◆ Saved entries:
══════════
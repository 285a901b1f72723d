//! Drawing attributes and the single transactional way to change them.
pub use csscolorparser::parse as parse_css_color;
pub use csscolorparser::Color as CssColor;
use nalgebra::Matrix2;
use serde::{Deserialize, Serialize};

use crate::errors::TurtleError;
use crate::shapes::transform::compose_matrix;

/// How the cursor shape follows the pen.
#[derive(Serialize, Deserialize, Debug, Clone, Copy, PartialEq, Eq, Default)]
#[serde(rename_all = "lowercase")]
pub enum ResizeMode {
    /// Scale with the pen width.
    Auto,
    /// Use stretch, shear and tilt.
    User,
    /// Draw the shape exactly as registered.
    #[default]
    NoResize,
}

impl std::str::FromStr for ResizeMode {
    type Err = TurtleError;

    fn from_str(s: &str) -> Result<Self, Self::Err> {
        match s {
            "auto" => Ok(ResizeMode::Auto),
            "user" => Ok(ResizeMode::User),
            "noresize" => Ok(ResizeMode::NoResize),
            other => Err(TurtleError::InvalidArgument(format!(
                "unknown resize mode {}",
                other
            ))),
        }
    }
}

/// Map a speed name to its number.
pub fn speed_from_name(name: &str) -> Result<u8, TurtleError> {
    match name {
        "fastest" => Ok(0),
        "fast" => Ok(10),
        "normal" => Ok(6),
        "slow" => Ok(3),
        "slowest" => Ok(1),
        other => Err(TurtleError::UnknownSpeed(other.to_string())),
    }
}

/// Anything outside `(0.5, 10.5)` means "no animation".
pub fn normalize_speed(speed: f64) -> u8 {
    if speed > 0.5 && speed < 10.5 {
        speed.round() as u8
    } else {
        0
    }
}

/// Build a color from an RGB triple scaled by `colormode` (1.0 or 255.0).
pub fn color_from_rgb(r: f64, g: f64, b: f64, colormode: f64) -> Result<CssColor, TurtleError> {
    let mut out = [0u8; 3];
    for (slot, component) in out.iter_mut().zip([r, g, b]) {
        if !(0.0..=colormode).contains(&component) {
            return Err(TurtleError::BadColor(format!(
                "({}, {}, {}) is outside colormode {}",
                r, g, b, colormode
            )));
        }
        *slot = (component * 255.0 / colormode).round() as u8;
    }
    Ok(CssColor::from_rgba8(out[0], out[1], out[2], 255))
}

/// The inverse of [`color_from_rgb`].
pub fn color_to_rgb(color: &CssColor, colormode: f64) -> (f64, f64, f64) {
    let [r, g, b, _a] = color.to_rgba8();
    let k = colormode / 255.0;
    (r as f64 * k, g as f64 * k, b as f64 * k)
}

/// Full snapshot of a pen. Used for undo and for cloning.
#[derive(Serialize, Deserialize, Debug, Clone, PartialEq)]
pub struct PenAttributes {
    pub down: bool,
    pub color: CssColor,
    pub fill_color: CssColor,
    pub width: f64,
    pub speed: u8,
    pub visible: bool,
    pub resize_mode: ResizeMode,
    pub stretch: (f64, f64),
    pub shear: f64,
    /// Radians, counterclockwise.
    pub tilt: f64,
    pub outline_width: f64,
}

impl Default for PenAttributes {
    fn default() -> Self {
        Self {
            down: true,
            color: CssColor::from_rgba8(0, 0, 0, 255),
            fill_color: CssColor::from_rgba8(0, 0, 0, 255),
            width: 1.0,
            speed: 3,
            visible: true,
            resize_mode: ResizeMode::NoResize,
            stretch: (1.0, 1.0),
            shear: 0.0,
            tilt: 0.0,
            outline_width: 1.0,
        }
    }
}

/// Sparse pen change. Only the fields that are `Some` get applied.
///
/// ```rust
/// use aoer_turtle_rs::pen::{PenState, PenUpdate};
///
/// let mut pen = PenState::new();
/// pen.apply(&PenUpdate::new().width(3.0).speed(0)).unwrap();
/// assert_eq!(pen.attributes().width, 3.0);
/// assert!(pen.apply(&PenUpdate::new().width(0.0)).is_err());
/// ```
#[derive(Serialize, Deserialize, Debug, Clone, PartialEq, Default)]
#[serde(default)]
pub struct PenUpdate {
    pub down: Option<bool>,
    pub color: Option<CssColor>,
    pub fill_color: Option<CssColor>,
    pub width: Option<f64>,
    pub speed: Option<u8>,
    pub visible: Option<bool>,
    pub resize_mode: Option<ResizeMode>,
    pub stretch: Option<(f64, f64)>,
    pub shear: Option<f64>,
    pub tilt: Option<f64>,
    pub outline_width: Option<f64>,
}

impl PenUpdate {
    pub fn new() -> PenUpdate {
        PenUpdate::default()
    }

    pub fn down(mut self, down: bool) -> Self {
        self.down = Some(down);
        self
    }

    pub fn color(mut self, color: CssColor) -> Self {
        self.color = Some(color);
        self
    }

    pub fn fill_color(mut self, color: CssColor) -> Self {
        self.fill_color = Some(color);
        self
    }

    pub fn width(mut self, width: f64) -> Self {
        self.width = Some(width);
        self
    }

    pub fn speed(mut self, speed: u8) -> Self {
        self.speed = Some(speed);
        self
    }

    pub fn visible(mut self, visible: bool) -> Self {
        self.visible = Some(visible);
        self
    }

    pub fn resize_mode(mut self, mode: ResizeMode) -> Self {
        self.resize_mode = Some(mode);
        self
    }

    pub fn stretch(mut self, sx: f64, sy: f64) -> Self {
        self.stretch = Some((sx, sy));
        self
    }

    pub fn shear(mut self, shear: f64) -> Self {
        self.shear = Some(shear);
        self
    }

    pub fn tilt(mut self, tilt: f64) -> Self {
        self.tilt = Some(tilt);
        self
    }

    pub fn outline_width(mut self, width: f64) -> Self {
        self.outline_width = Some(width);
        self
    }

    /// Every field set, taken from a snapshot. Applying this restores it.
    pub fn from_attributes(attrs: &PenAttributes) -> PenUpdate {
        PenUpdate {
            down: Some(attrs.down),
            color: Some(attrs.color.clone()),
            fill_color: Some(attrs.fill_color.clone()),
            width: Some(attrs.width),
            speed: Some(attrs.speed),
            visible: Some(attrs.visible),
            resize_mode: Some(attrs.resize_mode),
            stretch: Some(attrs.stretch),
            shear: Some(attrs.shear),
            tilt: Some(attrs.tilt),
            outline_width: Some(attrs.outline_width),
        }
    }

    /// Fold `other` on top of this update; `other` wins where both are set.
    pub fn merge(mut self, other: &PenUpdate) -> Self {
        macro_rules! take {
            ($($field:ident),*) => {
                $(if other.$field.is_some() { self.$field = other.$field.clone(); })*
            };
        }
        take!(
            down,
            color,
            fill_color,
            width,
            speed,
            visible,
            resize_mode,
            stretch,
            shear,
            tilt,
            outline_width
        );
        self
    }

    pub fn validate(&self) -> Result<(), TurtleError> {
        if let Some(width) = self.width {
            if !(width > 0.0) {
                return Err(TurtleError::InvalidArgument(format!(
                    "pen width must be positive, got {}",
                    width
                )));
            }
        }
        if let Some((sx, sy)) = self.stretch {
            if sx == 0.0 || sy == 0.0 || !sx.is_finite() || !sy.is_finite() {
                return Err(TurtleError::InvalidArgument(format!(
                    "stretch factors must be finite and non-zero, got ({}, {})",
                    sx, sy
                )));
            }
        }
        if let Some(speed) = self.speed {
            if speed > 10 {
                return Err(TurtleError::InvalidArgument(format!(
                    "speed must be in 0..=10, got {}",
                    speed
                )));
            }
        }
        Ok(())
    }

    fn touches_transform(&self) -> bool {
        self.stretch.is_some() || self.shear.is_some() || self.tilt.is_some()
    }
}

/// What an applied update changed.
#[derive(Debug, Clone, PartialEq)]
pub struct PenChange {
    /// The current polyline can't continue across this change.
    pub line_break: bool,
    /// The attributes as they were before.
    pub previous: PenAttributes,
}

/// # PenState
///
/// Holds the pen and the shape transform derived from it. Attributes only
/// change through [`PenState::apply`].
#[derive(Debug, Clone, PartialEq)]
pub struct PenState {
    attrs: PenAttributes,
    transform: Matrix2<f64>,
}

impl Default for PenState {
    fn default() -> Self {
        PenState::new()
    }
}

impl PenState {
    pub fn new() -> PenState {
        PenState::from_attributes(PenAttributes::default())
    }

    pub fn from_attributes(attrs: PenAttributes) -> PenState {
        let transform = compose_matrix(attrs.stretch.0, attrs.stretch.1, attrs.shear, attrs.tilt);
        PenState { attrs, transform }
    }

    pub fn attributes(&self) -> &PenAttributes {
        &self.attrs
    }

    /// Copy of every attribute.
    pub fn snapshot(&self) -> PenAttributes {
        self.attrs.clone()
    }

    pub fn shape_transform(&self) -> Matrix2<f64> {
        self.transform
    }

    /// Would applying `update` split the polyline being drawn?
    pub fn breaks_line(&self, update: &PenUpdate) -> bool {
        update.down.is_some_and(|down| down != self.attrs.down)
            || update
                .color
                .as_ref()
                .is_some_and(|color| *color != self.attrs.color)
            || update.width.is_some_and(|width| width != self.attrs.width)
    }

    /// Apply a sparse update all at once. Nothing changes if it fails.
    pub fn apply(&mut self, update: &PenUpdate) -> Result<PenChange, TurtleError> {
        update.validate()?;
        let line_break = self.breaks_line(update);
        let previous = self.attrs.clone();

        if let Some(down) = update.down {
            self.attrs.down = down;
        }
        if let Some(color) = &update.color {
            self.attrs.color = color.clone();
        }
        if let Some(color) = &update.fill_color {
            self.attrs.fill_color = color.clone();
        }
        if let Some(width) = update.width {
            self.attrs.width = width;
        }
        if let Some(speed) = update.speed {
            self.attrs.speed = speed;
        }
        if let Some(visible) = update.visible {
            self.attrs.visible = visible;
        }
        if let Some(mode) = update.resize_mode {
            self.attrs.resize_mode = mode;
        }
        if let Some(stretch) = update.stretch {
            self.attrs.stretch = stretch;
        }
        if let Some(shear) = update.shear {
            self.attrs.shear = shear;
        }
        if let Some(tilt) = update.tilt {
            self.attrs.tilt = tilt;
        }
        if let Some(width) = update.outline_width {
            self.attrs.outline_width = width;
        }
        if update.touches_transform() {
            let (sx, sy) = self.attrs.stretch;
            self.transform = compose_matrix(sx, sy, self.attrs.shear, self.attrs.tilt);
        }
        Ok(PenChange {
            line_break,
            previous,
        })
    }
}

#[cfg(test)]
mod test {
    use super::*;

    #[test]
    fn test_defaults() {
        let pen = PenState::new();
        assert!(pen.attributes().down);
        assert_eq!(pen.attributes().speed, 3);
        assert_eq!(pen.shape_transform(), Matrix2::identity());
    }

    #[test]
    fn test_line_break_detection() {
        let mut pen = PenState::new();
        let red = parse_css_color("red").unwrap();
        assert!(!pen.breaks_line(&PenUpdate::new().down(true).width(1.0)));
        assert!(!pen.breaks_line(&PenUpdate::new().speed(0).fill_color(red.clone())));
        assert!(pen.breaks_line(&PenUpdate::new().color(red.clone())));
        assert!(pen.breaks_line(&PenUpdate::new().down(false)));
        let change = pen.apply(&PenUpdate::new().width(4.0)).unwrap();
        assert!(change.line_break);
        assert_eq!(change.previous.width, 1.0);
        assert_eq!(pen.attributes().width, 4.0);
    }

    #[test]
    fn test_invalid_updates_leave_pen_alone() {
        let mut pen = PenState::new();
        let before = pen.snapshot();
        assert!(matches!(
            pen.apply(&PenUpdate::new().down(false).width(-1.0)),
            Err(TurtleError::InvalidArgument(_))
        ));
        assert!(pen.apply(&PenUpdate::new().speed(11)).is_err());
        assert!(pen.apply(&PenUpdate::new().stretch(0.0, 2.0)).is_err());
        assert!(pen
            .apply(&PenUpdate::new().stretch(1.0, f64::INFINITY))
            .is_err());
        assert_eq!(pen.snapshot(), before);
    }

    #[test]
    fn test_transform_recomputed() {
        let mut pen = PenState::new();
        pen.apply(&PenUpdate::new().stretch(2.0, 3.0)).unwrap();
        let m = pen.shape_transform();
        assert_eq!(m, Matrix2::new(2.0, 0.0, 0.0, 3.0));
        pen.apply(&PenUpdate::new().tilt(std::f64::consts::FRAC_PI_2))
            .unwrap();
        let m = pen.shape_transform();
        assert!((m[(0, 1)] - 3.0).abs() < 1e-12);
        assert!((m[(1, 0)] + 2.0).abs() < 1e-12);
    }

    #[test]
    fn test_restore_from_snapshot() {
        let mut pen = PenState::new();
        let snapshot = pen.snapshot();
        pen.apply(&PenUpdate::new().shear(0.5).visible(false).speed(0))
            .unwrap();
        pen.apply(&PenUpdate::from_attributes(&snapshot)).unwrap();
        assert_eq!(pen, PenState::from_attributes(snapshot));
    }

    #[test]
    fn test_merge() {
        let merged = PenUpdate::new()
            .width(2.0)
            .speed(1)
            .merge(&PenUpdate::new().speed(5));
        assert_eq!(merged.width, Some(2.0));
        assert_eq!(merged.speed, Some(5));
    }

    #[test]
    fn test_unknown_keys_ignored() {
        let update: PenUpdate = ron::from_str("(width: Some(2.0), sparkle: true)").unwrap();
        assert_eq!(update.width, Some(2.0));
        assert_eq!(update.down, None);
    }

    #[test]
    fn test_colors_and_speeds() {
        let c = color_from_rgb(255.0, 0.0, 128.0, 255.0).unwrap();
        assert_eq!(c.to_rgba8(), [255, 0, 128, 255]);
        assert_eq!(color_to_rgb(&c, 255.0), (255.0, 0.0, 128.0));
        assert!(color_from_rgb(1.5, 0.0, 0.0, 1.0).is_err());
        assert_eq!(color_from_rgb(1.0, 0.0, 0.0, 1.0).unwrap().to_rgba8(), [255, 0, 0, 255]);
        assert_eq!(speed_from_name("normal").unwrap(), 6);
        assert!(speed_from_name("ludicrous").is_err());
        assert_eq!(normalize_speed(10.4), 10);
        assert_eq!(normalize_speed(11.0), 0);
        assert_eq!(normalize_speed(0.4), 0);
    }
}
══════════
◆ AIM OF THE TASK: Copy exactly the lines that run from the first line of the data to the line containing "the pen width.", please, with both ends included and nothing else.

◆ COMPLETED TASK:
repository 285a901b1f72723d
//! Drawing attributes and the single transactional way to change them.
pub use csscolorparser::parse as parse_css_color;
pub use csscolorparser::Color as CssColor;
use nalgebra::Matrix2;
use serde::{Deserialize, Serialize};

use crate::errors::TurtleError;
use crate::shapes::transform::compose_matrix;

/// How the cursor shape follows the pen.
#[derive(Serialize, Deserialize, Debug, Clone, Copy, PartialEq, Eq, Default)]
#[serde(rename_all = "lowercase")]
pub enum ResizeMode {
    /// Scale with the pen width.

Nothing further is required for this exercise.